## What is required
Among the lines of the material, copy those that hold the string "already".

## Data to examine
________________
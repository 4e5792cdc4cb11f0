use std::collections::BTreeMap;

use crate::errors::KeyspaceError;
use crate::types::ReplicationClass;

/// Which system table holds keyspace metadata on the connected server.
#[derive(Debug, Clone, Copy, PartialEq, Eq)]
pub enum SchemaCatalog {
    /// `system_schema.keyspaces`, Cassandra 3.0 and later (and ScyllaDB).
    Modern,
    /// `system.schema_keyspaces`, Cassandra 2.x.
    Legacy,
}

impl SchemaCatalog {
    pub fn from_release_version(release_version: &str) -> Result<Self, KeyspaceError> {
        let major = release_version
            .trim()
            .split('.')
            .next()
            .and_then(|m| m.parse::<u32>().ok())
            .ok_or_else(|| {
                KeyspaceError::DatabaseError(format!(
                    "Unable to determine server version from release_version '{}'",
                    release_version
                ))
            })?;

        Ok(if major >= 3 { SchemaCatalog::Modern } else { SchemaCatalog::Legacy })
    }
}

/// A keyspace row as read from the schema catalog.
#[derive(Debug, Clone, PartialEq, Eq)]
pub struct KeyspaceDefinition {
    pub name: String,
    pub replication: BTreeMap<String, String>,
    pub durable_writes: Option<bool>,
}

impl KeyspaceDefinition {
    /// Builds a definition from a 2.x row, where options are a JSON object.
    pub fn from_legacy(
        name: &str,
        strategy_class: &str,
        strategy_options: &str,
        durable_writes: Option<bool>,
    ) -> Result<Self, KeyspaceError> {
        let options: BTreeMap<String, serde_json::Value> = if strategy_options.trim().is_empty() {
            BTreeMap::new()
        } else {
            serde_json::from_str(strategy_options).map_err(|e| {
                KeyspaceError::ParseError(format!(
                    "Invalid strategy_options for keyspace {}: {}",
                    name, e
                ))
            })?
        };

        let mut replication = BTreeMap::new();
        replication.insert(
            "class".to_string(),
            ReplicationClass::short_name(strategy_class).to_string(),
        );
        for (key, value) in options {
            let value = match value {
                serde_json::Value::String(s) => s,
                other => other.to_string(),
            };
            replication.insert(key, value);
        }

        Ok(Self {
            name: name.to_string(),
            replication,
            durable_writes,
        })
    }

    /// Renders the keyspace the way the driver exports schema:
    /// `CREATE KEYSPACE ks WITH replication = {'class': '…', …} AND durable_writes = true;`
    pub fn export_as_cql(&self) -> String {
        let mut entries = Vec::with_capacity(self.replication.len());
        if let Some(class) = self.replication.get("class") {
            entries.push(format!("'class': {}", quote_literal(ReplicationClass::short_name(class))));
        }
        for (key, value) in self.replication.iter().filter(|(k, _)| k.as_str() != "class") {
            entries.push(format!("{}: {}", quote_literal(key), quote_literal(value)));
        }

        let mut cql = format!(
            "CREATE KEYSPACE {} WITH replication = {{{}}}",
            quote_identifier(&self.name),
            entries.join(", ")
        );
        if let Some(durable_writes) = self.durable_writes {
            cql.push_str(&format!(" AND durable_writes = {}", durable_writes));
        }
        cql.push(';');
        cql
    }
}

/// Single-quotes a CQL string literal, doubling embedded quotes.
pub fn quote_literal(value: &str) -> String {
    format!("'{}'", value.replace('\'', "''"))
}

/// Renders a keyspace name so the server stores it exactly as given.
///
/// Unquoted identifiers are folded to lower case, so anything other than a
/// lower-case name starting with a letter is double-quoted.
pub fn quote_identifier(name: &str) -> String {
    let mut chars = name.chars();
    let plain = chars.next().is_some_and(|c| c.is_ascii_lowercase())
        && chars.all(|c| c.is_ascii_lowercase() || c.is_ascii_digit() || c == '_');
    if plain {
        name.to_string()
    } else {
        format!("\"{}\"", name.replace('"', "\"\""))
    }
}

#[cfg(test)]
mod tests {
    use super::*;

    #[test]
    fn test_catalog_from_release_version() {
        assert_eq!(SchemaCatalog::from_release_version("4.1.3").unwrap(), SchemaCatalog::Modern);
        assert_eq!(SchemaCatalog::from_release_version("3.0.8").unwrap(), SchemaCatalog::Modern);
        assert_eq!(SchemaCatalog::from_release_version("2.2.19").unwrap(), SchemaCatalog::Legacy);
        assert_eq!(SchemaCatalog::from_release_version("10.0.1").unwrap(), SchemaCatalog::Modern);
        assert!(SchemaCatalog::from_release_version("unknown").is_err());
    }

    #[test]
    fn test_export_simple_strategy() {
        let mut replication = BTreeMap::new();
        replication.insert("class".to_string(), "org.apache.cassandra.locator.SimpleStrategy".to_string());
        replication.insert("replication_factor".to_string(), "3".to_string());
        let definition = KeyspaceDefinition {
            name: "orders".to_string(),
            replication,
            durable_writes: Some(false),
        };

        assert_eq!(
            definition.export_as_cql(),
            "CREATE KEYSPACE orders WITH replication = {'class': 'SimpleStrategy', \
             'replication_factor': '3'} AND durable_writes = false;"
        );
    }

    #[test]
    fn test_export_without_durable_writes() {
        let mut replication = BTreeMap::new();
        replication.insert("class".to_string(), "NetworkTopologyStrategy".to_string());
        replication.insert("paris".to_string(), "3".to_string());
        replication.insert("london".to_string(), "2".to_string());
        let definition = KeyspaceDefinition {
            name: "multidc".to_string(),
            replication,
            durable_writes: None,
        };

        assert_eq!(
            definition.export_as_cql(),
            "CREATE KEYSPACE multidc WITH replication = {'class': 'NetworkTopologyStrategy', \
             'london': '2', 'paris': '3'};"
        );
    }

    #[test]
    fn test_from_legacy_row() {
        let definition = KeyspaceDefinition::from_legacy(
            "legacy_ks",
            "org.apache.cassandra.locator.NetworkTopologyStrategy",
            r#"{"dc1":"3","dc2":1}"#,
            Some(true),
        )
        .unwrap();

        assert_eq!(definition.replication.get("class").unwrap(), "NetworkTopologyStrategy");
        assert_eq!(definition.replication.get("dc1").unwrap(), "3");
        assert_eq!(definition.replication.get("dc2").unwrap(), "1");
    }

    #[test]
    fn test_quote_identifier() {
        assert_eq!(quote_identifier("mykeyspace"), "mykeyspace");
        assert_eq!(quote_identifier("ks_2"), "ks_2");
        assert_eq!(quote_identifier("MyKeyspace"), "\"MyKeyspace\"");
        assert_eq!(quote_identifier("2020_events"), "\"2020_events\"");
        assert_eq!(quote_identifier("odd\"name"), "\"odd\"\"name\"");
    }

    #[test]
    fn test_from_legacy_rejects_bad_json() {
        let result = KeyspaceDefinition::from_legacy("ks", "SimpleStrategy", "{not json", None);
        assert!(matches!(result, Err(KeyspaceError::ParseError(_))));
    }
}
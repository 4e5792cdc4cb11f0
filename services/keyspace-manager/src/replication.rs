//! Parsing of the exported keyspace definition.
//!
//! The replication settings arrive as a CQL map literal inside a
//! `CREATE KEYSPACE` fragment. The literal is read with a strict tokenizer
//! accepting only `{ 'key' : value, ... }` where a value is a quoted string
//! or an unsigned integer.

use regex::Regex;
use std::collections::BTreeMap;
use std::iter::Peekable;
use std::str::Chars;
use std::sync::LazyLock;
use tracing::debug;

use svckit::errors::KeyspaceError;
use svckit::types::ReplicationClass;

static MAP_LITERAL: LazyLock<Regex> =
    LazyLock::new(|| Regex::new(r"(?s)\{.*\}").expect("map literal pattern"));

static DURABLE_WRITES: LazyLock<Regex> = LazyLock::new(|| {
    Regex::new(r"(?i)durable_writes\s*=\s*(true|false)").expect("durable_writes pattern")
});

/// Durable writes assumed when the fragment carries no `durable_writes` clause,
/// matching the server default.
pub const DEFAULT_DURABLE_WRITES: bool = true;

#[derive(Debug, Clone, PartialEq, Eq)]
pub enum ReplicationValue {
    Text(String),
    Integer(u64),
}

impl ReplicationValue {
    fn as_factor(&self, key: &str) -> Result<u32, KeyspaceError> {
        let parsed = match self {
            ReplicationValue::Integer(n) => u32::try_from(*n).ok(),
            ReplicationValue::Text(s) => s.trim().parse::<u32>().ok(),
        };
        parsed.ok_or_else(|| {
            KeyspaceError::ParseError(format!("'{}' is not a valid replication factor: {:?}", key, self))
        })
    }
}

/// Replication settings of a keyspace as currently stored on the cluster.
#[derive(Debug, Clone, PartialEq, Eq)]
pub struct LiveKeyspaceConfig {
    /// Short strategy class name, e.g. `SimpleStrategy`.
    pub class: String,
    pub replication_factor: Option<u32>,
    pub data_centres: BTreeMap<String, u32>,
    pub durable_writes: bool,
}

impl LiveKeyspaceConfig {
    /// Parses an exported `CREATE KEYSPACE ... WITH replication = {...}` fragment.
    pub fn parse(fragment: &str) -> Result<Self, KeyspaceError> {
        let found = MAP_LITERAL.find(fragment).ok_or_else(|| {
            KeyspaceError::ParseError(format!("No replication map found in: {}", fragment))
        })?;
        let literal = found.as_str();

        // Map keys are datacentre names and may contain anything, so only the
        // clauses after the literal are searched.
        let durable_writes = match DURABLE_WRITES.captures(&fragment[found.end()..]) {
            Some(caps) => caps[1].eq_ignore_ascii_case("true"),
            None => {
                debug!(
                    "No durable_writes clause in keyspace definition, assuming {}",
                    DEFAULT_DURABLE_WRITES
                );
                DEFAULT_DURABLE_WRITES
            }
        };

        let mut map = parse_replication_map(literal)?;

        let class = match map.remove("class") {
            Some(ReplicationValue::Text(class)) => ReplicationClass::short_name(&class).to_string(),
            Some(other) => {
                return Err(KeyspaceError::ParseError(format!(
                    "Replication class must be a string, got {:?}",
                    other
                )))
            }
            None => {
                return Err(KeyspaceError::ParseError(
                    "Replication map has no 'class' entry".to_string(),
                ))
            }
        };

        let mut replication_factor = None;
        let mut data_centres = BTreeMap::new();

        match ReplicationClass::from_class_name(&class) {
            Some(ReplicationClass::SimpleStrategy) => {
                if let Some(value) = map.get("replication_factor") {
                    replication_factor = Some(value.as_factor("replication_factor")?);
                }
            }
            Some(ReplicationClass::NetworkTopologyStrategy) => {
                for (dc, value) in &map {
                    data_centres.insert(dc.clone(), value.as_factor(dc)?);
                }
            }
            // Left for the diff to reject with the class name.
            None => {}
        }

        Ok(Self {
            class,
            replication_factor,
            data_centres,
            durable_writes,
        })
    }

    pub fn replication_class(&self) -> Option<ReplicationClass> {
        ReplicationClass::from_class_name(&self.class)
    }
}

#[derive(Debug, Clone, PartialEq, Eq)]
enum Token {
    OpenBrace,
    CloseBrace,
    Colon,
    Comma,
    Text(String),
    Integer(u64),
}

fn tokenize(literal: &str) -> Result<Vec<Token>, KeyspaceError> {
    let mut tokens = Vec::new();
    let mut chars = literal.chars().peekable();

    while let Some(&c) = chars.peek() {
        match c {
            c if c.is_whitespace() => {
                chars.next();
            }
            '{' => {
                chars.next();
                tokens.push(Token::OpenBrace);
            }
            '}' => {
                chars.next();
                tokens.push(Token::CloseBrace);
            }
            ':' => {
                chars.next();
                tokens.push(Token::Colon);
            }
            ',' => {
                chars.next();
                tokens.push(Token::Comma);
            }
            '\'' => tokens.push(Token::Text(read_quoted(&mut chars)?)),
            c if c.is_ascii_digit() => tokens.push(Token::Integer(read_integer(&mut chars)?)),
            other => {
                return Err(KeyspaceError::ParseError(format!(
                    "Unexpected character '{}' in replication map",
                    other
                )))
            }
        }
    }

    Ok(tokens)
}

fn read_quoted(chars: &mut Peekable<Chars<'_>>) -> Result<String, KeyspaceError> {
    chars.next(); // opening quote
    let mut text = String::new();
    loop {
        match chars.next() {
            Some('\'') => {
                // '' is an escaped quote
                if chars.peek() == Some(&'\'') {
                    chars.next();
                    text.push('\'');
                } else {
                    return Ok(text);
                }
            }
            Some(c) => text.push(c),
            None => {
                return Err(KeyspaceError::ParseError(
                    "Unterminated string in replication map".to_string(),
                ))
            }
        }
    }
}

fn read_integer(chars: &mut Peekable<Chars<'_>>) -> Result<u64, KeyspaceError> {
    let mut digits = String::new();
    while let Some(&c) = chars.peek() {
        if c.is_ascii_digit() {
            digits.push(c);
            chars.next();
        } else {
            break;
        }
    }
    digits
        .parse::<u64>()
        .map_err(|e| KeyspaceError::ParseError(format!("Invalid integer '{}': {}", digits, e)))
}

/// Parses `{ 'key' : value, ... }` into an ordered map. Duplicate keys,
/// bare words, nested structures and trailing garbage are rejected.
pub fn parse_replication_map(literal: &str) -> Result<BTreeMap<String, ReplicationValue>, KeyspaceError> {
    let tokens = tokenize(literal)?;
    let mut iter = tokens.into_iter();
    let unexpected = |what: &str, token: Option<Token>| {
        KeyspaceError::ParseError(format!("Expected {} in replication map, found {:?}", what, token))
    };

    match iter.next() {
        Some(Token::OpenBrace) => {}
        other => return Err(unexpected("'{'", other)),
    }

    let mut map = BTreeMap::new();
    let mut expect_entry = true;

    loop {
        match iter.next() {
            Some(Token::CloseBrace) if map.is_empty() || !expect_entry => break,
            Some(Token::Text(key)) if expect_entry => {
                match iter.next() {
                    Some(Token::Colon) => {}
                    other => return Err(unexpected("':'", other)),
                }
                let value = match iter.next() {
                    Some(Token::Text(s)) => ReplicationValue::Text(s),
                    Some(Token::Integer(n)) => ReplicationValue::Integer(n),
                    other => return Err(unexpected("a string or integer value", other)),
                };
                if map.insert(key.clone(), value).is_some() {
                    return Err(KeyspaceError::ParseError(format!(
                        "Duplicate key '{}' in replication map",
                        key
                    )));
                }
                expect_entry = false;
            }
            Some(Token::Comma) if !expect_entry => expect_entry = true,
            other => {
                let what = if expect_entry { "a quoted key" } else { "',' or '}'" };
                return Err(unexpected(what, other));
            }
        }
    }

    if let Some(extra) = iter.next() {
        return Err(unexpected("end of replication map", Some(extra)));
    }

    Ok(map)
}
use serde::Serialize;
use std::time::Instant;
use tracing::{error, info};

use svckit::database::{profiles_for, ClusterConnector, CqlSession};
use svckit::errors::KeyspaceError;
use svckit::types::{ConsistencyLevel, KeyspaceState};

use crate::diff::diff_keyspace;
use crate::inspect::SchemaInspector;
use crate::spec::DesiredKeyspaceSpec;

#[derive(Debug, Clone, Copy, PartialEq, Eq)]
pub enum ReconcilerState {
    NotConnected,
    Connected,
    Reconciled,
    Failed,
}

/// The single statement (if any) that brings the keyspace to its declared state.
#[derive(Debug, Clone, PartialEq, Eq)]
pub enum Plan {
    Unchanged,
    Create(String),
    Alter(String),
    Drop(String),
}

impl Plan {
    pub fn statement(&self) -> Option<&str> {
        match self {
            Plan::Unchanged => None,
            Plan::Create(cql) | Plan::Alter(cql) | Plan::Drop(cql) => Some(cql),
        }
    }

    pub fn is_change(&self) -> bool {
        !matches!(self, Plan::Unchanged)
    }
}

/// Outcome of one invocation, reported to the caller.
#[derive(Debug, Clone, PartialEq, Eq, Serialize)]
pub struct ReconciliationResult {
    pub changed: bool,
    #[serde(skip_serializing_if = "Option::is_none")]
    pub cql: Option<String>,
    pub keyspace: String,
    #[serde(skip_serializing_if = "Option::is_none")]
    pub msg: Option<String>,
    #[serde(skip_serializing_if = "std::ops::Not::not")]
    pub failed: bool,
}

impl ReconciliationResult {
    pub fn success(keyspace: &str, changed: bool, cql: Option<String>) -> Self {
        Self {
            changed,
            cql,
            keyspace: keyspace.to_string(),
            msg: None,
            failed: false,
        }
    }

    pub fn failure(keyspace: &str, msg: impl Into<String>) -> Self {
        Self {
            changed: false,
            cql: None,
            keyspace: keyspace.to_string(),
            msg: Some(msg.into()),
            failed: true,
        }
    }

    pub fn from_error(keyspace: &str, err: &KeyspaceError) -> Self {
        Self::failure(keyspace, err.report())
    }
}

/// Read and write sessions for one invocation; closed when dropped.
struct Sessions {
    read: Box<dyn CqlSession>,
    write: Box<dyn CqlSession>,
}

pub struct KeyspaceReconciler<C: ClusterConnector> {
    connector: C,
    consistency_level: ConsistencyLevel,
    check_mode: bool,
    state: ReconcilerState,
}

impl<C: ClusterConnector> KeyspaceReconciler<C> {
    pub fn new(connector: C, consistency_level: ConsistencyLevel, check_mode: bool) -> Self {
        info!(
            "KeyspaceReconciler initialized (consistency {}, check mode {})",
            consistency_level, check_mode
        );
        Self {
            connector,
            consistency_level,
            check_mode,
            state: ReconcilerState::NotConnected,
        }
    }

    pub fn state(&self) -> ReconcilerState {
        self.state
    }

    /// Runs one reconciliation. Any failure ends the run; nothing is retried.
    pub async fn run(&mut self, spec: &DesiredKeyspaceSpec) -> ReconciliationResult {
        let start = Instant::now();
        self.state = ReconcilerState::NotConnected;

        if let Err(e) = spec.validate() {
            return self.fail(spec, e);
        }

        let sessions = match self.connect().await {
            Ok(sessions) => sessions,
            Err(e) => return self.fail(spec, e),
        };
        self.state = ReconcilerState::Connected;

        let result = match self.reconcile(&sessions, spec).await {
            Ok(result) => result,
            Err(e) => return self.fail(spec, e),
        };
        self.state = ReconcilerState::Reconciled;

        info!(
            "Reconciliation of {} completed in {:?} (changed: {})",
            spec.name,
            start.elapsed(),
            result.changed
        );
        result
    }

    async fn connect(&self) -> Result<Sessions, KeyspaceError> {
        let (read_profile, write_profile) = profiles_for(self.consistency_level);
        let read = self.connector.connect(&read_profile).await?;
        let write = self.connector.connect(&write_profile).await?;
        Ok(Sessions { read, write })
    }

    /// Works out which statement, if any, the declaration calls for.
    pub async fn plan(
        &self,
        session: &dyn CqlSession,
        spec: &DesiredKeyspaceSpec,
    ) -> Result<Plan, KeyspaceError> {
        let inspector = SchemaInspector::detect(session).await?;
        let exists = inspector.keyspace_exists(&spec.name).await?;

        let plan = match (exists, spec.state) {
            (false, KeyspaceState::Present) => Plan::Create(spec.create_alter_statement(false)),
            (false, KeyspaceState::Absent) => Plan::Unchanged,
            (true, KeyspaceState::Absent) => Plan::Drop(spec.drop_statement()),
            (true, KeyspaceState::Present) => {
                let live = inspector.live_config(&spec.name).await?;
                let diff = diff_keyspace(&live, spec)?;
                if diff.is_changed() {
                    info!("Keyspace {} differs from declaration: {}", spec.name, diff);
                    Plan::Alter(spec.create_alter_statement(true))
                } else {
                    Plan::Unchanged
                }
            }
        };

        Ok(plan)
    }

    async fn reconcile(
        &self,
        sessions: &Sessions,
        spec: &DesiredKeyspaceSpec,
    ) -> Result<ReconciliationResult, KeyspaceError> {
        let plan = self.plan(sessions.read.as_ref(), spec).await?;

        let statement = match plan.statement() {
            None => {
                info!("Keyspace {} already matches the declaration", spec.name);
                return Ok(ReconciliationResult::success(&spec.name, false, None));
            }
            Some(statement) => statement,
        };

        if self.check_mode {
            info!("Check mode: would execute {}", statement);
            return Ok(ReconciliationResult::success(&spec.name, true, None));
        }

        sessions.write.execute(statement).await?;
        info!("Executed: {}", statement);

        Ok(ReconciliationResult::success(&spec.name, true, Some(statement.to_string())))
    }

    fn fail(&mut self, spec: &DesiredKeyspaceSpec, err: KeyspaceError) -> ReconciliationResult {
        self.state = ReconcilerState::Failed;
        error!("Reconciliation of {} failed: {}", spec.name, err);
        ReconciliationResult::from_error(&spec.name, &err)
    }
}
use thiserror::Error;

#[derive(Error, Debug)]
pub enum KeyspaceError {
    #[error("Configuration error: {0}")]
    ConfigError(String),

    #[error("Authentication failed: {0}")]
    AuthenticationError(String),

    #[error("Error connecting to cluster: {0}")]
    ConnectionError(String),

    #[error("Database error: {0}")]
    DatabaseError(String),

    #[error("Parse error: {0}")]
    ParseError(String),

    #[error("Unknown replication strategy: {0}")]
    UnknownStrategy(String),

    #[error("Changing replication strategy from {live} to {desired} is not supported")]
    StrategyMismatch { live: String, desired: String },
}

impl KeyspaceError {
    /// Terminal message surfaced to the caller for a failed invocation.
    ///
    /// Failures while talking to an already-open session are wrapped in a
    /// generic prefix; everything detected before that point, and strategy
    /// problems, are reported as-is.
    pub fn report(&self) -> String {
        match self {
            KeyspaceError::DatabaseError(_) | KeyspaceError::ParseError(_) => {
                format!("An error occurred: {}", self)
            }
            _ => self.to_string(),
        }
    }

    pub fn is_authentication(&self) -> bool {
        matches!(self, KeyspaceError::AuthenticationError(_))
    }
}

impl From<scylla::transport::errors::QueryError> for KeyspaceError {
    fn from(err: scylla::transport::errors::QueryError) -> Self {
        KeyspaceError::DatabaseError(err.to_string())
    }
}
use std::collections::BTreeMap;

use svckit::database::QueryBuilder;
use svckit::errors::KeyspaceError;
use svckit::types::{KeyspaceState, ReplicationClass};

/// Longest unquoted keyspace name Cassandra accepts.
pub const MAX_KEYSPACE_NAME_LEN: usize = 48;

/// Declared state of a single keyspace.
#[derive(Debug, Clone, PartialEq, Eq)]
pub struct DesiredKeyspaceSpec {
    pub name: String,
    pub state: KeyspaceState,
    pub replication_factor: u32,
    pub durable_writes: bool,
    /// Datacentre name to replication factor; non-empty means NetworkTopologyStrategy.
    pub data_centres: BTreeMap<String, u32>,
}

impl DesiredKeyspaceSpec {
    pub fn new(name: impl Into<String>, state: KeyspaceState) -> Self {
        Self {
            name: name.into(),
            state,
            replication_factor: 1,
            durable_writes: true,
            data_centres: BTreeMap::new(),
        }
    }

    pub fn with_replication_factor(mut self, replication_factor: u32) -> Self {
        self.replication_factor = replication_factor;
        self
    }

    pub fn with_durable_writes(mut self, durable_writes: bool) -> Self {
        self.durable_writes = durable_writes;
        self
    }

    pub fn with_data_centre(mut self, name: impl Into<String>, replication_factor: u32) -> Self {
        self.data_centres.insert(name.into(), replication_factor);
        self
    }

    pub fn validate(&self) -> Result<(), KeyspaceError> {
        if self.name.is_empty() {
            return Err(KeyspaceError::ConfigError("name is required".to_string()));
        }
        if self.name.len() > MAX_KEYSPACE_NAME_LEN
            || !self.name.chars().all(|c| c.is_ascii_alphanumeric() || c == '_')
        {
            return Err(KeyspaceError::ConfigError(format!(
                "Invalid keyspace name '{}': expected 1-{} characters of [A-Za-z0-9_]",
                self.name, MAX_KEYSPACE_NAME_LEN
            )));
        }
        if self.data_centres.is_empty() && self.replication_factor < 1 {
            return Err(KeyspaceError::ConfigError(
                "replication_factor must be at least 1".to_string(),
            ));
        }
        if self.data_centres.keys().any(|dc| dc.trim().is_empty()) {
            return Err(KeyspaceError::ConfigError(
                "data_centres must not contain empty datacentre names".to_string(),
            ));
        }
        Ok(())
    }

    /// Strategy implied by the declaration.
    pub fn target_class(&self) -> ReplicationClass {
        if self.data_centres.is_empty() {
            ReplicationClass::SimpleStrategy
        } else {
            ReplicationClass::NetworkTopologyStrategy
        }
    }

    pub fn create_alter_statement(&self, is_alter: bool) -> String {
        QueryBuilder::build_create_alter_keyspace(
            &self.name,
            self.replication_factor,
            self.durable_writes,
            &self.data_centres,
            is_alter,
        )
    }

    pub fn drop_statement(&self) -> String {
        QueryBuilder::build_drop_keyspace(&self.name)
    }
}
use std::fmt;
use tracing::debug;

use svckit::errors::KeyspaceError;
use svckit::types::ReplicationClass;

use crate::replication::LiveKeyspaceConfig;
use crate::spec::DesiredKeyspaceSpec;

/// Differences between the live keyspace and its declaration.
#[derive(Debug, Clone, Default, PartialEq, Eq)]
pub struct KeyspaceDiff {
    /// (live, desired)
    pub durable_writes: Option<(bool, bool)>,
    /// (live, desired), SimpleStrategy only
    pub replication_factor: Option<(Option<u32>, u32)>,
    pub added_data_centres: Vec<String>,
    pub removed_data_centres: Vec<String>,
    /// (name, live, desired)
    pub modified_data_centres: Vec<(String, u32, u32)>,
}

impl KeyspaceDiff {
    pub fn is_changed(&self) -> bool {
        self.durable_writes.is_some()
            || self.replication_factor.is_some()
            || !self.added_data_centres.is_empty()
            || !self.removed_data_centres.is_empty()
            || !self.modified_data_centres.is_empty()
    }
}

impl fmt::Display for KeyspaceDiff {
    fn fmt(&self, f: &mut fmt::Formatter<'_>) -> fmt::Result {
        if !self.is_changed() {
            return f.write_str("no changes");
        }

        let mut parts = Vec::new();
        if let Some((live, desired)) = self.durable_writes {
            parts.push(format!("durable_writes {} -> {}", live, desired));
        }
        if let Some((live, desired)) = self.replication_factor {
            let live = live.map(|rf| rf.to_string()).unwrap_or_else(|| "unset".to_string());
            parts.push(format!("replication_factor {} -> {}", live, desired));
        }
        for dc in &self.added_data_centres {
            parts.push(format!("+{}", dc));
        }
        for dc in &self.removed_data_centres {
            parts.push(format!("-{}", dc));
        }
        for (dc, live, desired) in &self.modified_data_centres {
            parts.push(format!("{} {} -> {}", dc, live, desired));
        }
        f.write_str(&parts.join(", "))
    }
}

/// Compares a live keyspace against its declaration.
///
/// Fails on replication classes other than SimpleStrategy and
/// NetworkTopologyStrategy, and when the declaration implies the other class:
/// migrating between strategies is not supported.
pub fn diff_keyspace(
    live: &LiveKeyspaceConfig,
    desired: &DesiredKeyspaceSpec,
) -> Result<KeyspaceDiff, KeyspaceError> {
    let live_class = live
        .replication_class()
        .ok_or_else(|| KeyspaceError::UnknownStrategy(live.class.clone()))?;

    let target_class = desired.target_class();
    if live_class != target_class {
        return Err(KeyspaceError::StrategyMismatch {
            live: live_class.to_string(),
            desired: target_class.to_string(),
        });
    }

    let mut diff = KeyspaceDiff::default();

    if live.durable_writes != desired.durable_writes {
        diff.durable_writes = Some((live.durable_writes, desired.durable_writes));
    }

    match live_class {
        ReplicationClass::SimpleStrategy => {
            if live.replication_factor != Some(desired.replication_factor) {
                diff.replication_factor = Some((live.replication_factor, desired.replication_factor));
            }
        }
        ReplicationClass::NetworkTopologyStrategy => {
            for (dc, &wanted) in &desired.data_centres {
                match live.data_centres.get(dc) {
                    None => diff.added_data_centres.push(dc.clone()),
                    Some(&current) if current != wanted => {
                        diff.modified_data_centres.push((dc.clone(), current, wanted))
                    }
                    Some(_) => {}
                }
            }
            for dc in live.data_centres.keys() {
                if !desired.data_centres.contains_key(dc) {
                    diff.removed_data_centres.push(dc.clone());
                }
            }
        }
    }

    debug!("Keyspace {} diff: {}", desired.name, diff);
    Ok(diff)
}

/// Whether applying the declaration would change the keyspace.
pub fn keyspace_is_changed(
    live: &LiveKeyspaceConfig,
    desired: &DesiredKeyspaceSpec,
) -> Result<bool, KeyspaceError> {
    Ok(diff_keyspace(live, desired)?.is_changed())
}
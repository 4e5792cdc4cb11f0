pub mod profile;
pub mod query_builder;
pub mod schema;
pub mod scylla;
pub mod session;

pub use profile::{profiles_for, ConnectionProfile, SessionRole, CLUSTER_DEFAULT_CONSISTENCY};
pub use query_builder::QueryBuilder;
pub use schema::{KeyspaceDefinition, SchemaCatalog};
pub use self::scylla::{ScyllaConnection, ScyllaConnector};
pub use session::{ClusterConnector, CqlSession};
________________
## Output of the exercise
                info!("Keyspace {} already matches the declaration", spec.name);
    /// Failures while talking to an already-open session are wrapped in a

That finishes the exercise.